O projeto de lei 7.180/14, conhecido por muitos como Escola Sem Partido, está em tramitação na Comissão Especial da Câmara dos Deputados. Originalmente a proposta prevê a inclusão de um novo item no artigo 3º da LDB – Lei de Diretrizes e Bases da Educação Brasileira, estabelecendo que a prioridade dos valores de ordem familiar sobre a Educação escolar em temas relacionados à Educação moral, sexual e religiosa, dessa forma, sofreu algumas alterações com o decorrer do tempo incluindo e alterando alguns tópicos.

Os projetos de lei geralmente englobam outros projetos que se assemelham a ele, tramitando assim em conjunto com o mais antigo, que nesse caso é o PL 7.180/14, sendo assim de 2015 a 2018 surgiram mais seis projetos que foram anexados ao mesmo. No parecer os deputados devem se pronunciar sobre todos esses projetos, inclusive os contrários, que é o caso do Escola Livre, de autoria do deputado Jean Wyllys (PSOL/RJ).

Não é só isso, o movimento Escola Sem Partido possui um anteprojeto de lei, que estabelece algumas determinações, como modelo para leis federais, estaduais e municipais, todos baseados no modelo do Escola Sem Partido.
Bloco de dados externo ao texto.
//! Classification vocabulary.

use serde::{Deserialize, Serialize};
use std::fmt;

/// What kind of failure an execution error represents.
#[derive(Debug, Clone, Copy, PartialEq, Eq, PartialOrd, Ord, Hash, Serialize, Deserialize)]
#[serde(rename_all = "SCREAMING_SNAKE_CASE")]
pub enum ErrorCategory {
    Network,
    Authentication,
    Timeout,
    Validation,
    RateLimit,
    Configuration,
    Resource,
    Unknown,
}

impl ErrorCategory {
    /// Returns the wire name of the category.
    #[must_use]
    pub const fn as_str(&self) -> &'static str {
        match self {
            Self::Network => "NETWORK",
            Self::Authentication => "AUTHENTICATION",
            Self::Timeout => "TIMEOUT",
            Self::Validation => "VALIDATION",
            Self::RateLimit => "RATE_LIMIT",
            Self::Configuration => "CONFIGURATION",
            Self::Resource => "RESOURCE",
            Self::Unknown => "UNKNOWN",
        }
    }
}

impl fmt::Display for ErrorCategory {
    fn fmt(&self, f: &mut fmt::Formatter<'_>) -> fmt::Result {
        f.write_str(self.as_str())
    }
}

/// How urgently an error needs attention. Ordered from least to most severe.
#[derive(Debug, Clone, Copy, PartialEq, Eq, PartialOrd, Ord, Hash, Serialize, Deserialize)]
#[serde(rename_all = "SCREAMING_SNAKE_CASE")]
pub enum Severity {
    Low,
    Medium,
    High,
    Critical,
}

impl Severity {
    /// Returns the wire name of the severity.
    #[must_use]
    pub const fn as_str(&self) -> &'static str {
        match self {
            Self::Low => "LOW",
            Self::Medium => "MEDIUM",
            Self::High => "HIGH",
            Self::Critical => "CRITICAL",
        }
    }
}

impl fmt::Display for Severity {
    fn fmt(&self, f: &mut fmt::Formatter<'_>) -> fmt::Result {
        f.write_str(self.as_str())
    }
}

/// Expected effect of the failure beyond the failed run.
#[derive(Debug, Clone, Copy, PartialEq, Eq, PartialOrd, Ord, Hash, Serialize, Deserialize)]
#[serde(rename_all = "snake_case")]
pub enum Impact {
    Low,
    Medium,
    High,
    Critical,
}

#[cfg(test)]
mod tests {
    use super::*;

    #[test]
    fn category_wire_names() {
        assert_eq!(ErrorCategory::RateLimit.to_string(), "RATE_LIMIT");
        assert_eq!(
            serde_json::to_string(&ErrorCategory::RateLimit).expect("serialize"),
            r#""RATE_LIMIT""#
        );
        let parsed: ErrorCategory = serde_json::from_str(r#""CONFIGURATION""#).expect("parse");
        assert_eq!(parsed, ErrorCategory::Configuration);
    }

    #[test]
    fn severity_ordering() {
        assert!(Severity::Low < Severity::Medium);
        assert!(Severity::High < Severity::Critical);
        assert_eq!(Severity::Critical.to_string(), "CRITICAL");
    }

    #[test]
    fn impact_is_lowercase() {
        assert_eq!(
            serde_json::to_string(&Impact::Critical).expect("serialize"),
            r#""critical""#
        );
    }
}
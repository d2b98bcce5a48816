//! Classification of failed workflow executions.
//!
//! This crate provides:
//!
//! - **Error records**: The failure record assembled from what the engine
//!   reported
//! - **Classifier**: An ordered rule table mapping error text to a category,
//!   severity and retryability
//! - **Retry advisor**: A tunable category to retry policy table
//! - **Summaries**: Counts over batches of errors
//!
//! Nothing here performs retries or sends alerts; callers act on the output.

pub mod category;
pub mod classify;
pub mod error;
pub mod record;
pub mod retry;
pub mod rules;
pub mod summary;

pub use category::{ErrorCategory, Impact, Severity};
pub use classify::{ErrorAnalysis, classify, should_alert};
pub use error::RecordError;
pub use record::ExecutionErrorRecord;
pub use retry::{BackoffStrategy, RetryPolicy, RetryPolicyTable, RetryStrategy, suggest_retry};
pub use summary::ErrorSummary;
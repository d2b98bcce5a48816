//! Connection types for workflow documents.
//!
//! The engine stores connections per source node, per output slot name, as
//! an ordered list of slots. Each slot fans out to zero or more targets:
//!
//! ```json
//! { "if": { "main": [[{ "node": "a", "type": "main", "index": 0 }], [{ "node": "b", "type": "main", "index": 0 }]] } }
//! ```

use serde::{Deserialize, Deserializer, Serialize};
use std::collections::BTreeMap;

/// Output slot name to the ordered slots of that output.
pub type SlotMap = BTreeMap<String, Vec<OutputSlot>>;

/// One end of a connection: the node and input it feeds.
#[derive(Debug, Clone, PartialEq, Eq, Serialize, Deserialize)]
pub struct ConnectionTarget {
    /// Id of the target node.
    pub node: String,
    /// Connection type, `main` for ordinary data flow.
    #[serde(rename = "type", default = "default_connection_type")]
    pub connection_type: String,
    /// Input index on the target node.
    #[serde(default)]
    pub index: u32,
}

impl ConnectionTarget {
    /// Creates a `main` connection into input 0 of `node`.
    #[must_use]
    pub fn new(node: impl Into<String>) -> Self {
        Self {
            node: node.into(),
            connection_type: default_connection_type(),
            index: 0,
        }
    }
}

fn default_connection_type() -> String {
    "main".to_string()
}

/// The edges leaving a single output slot.
///
/// A `null` slot, which the engine writes for unused outputs, reads as empty.
#[derive(Debug, Clone, Default, PartialEq, Eq, Serialize)]
#[serde(transparent)]
pub struct OutputSlot(pub Vec<ConnectionTarget>);

impl OutputSlot {
    /// Returns the targets of this slot.
    #[must_use]
    pub fn targets(&self) -> &[ConnectionTarget] {
        &self.0
    }

    /// Returns the number of edges leaving this slot.
    #[must_use]
    pub fn len(&self) -> usize {
        self.0.len()
    }

    /// Returns true if the slot has no edges.
    #[must_use]
    pub fn is_empty(&self) -> bool {
        self.0.is_empty()
    }
}

impl<'de> Deserialize<'de> for OutputSlot {
    fn deserialize<D>(deserializer: D) -> Result<Self, D::Error>
    where
        D: Deserializer<'de>,
    {
        let targets = Option::<Vec<ConnectionTarget>>::deserialize(deserializer)?;
        Ok(Self(targets.unwrap_or_default()))
    }
}

/// A flattened edge with its source position.
#[derive(Debug, Clone, Copy, PartialEq, Eq)]
pub struct EdgeRef<'a> {
    /// Id of the source node (the connection map key).
    pub source: &'a str,
    /// Name of the output on the source node.
    pub output: &'a str,
    /// Position of the slot within that output.
    pub slot: usize,
    /// The target of the edge.
    pub target: &'a ConnectionTarget,
}

#[cfg(test)]
mod tests {
    use super::*;
    use serde_json::json;

    #[test]
    fn target_defaults() {
        let target: ConnectionTarget =
            serde_json::from_value(json!({ "node": "next" })).expect("deserialize");
        assert_eq!(target, ConnectionTarget::new("next"));
        assert_eq!(target.connection_type, "main");
        assert_eq!(target.index, 0);
    }

    #[test]
    fn null_slot_is_empty() {
        let slots: Vec<OutputSlot> =
            serde_json::from_value(json!([null, [{ "node": "b", "type": "main", "index": 1 }]]))
                .expect("deserialize");
        assert_eq!(slots.len(), 2);
        assert!(slots[0].is_empty());
        assert_eq!(slots[1].targets()[0].node, "b");
        assert_eq!(slots[1].targets()[0].index, 1);
    }
}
Vamos às propostas do projeto, ele estabelece seis deveres do professor para não se aproveitar da “audiência coletiva dos estudantes” em temas relacionados à política, religião e moral, e apresentar de “forma justa” questões políticas, socioculturais e econômicas, versa ainda que esses “deveres do professor” devem ser fixados como cartaz em todas as salas de aula e também na sala dos professores no tamanho de uma folha A4, classificando como improbidade administrativa a não fixação dos mesmos, e determina que os alunos do Fundamental e Médio além de informados sobre a lei, sejam “educados” sobre ela.

Estipula também que não haja intromissão “no processo de amadurecimento sexual dos alunos” e nem a tentativa de converter os alunos em questões de gênero.

Permite que as escolas particulares de orientação confessional e “ideologias específicas” tratem desses conteúdos, desde que com autorização contratual dos pais, e as obriga a apresentar aos responsáveis informações sobre os temas ministrados e enfoques adotados.

Define que políticas e planos educacionais, conteúdos curriculares, projetos político-pedagógicos (PPP), materiais didáticos e paradidáticos, instituições de ensino superior e processos seletivos para ingresso na carreira docente e ensino superior estejam de acordo com esta lei.

Proíbe também o professor de fazer propaganda político-partidária em sala de aula e incitar seus alunos a participar de manifestações, atos públicos e passeatas.

Em Nota Técnica, o Ministério Público considera que o PL Escola sem Partido é inconstitucional, porque “está na contramão dos objetivos fundamentais da República Federativa do Brasil, especialmente os de ‘construir uma sociedade livre, justa e solidária’ e de ‘promover o bem de todos, sem preconceitos de origem, raça, sexo, cor, idade e quaisquer outras formas de discriminação.”

Também chamado de Lei da Mordaça, o projeto cerceia a liberdade de aprender e ensinar, pretendendo também alterar o Código Penal, para inclusão de detenção de três meses a um ano para o professor, coordenador, educador, orientador educacional ou psicólogo escolar que praticar o dito “assédio ideológico”.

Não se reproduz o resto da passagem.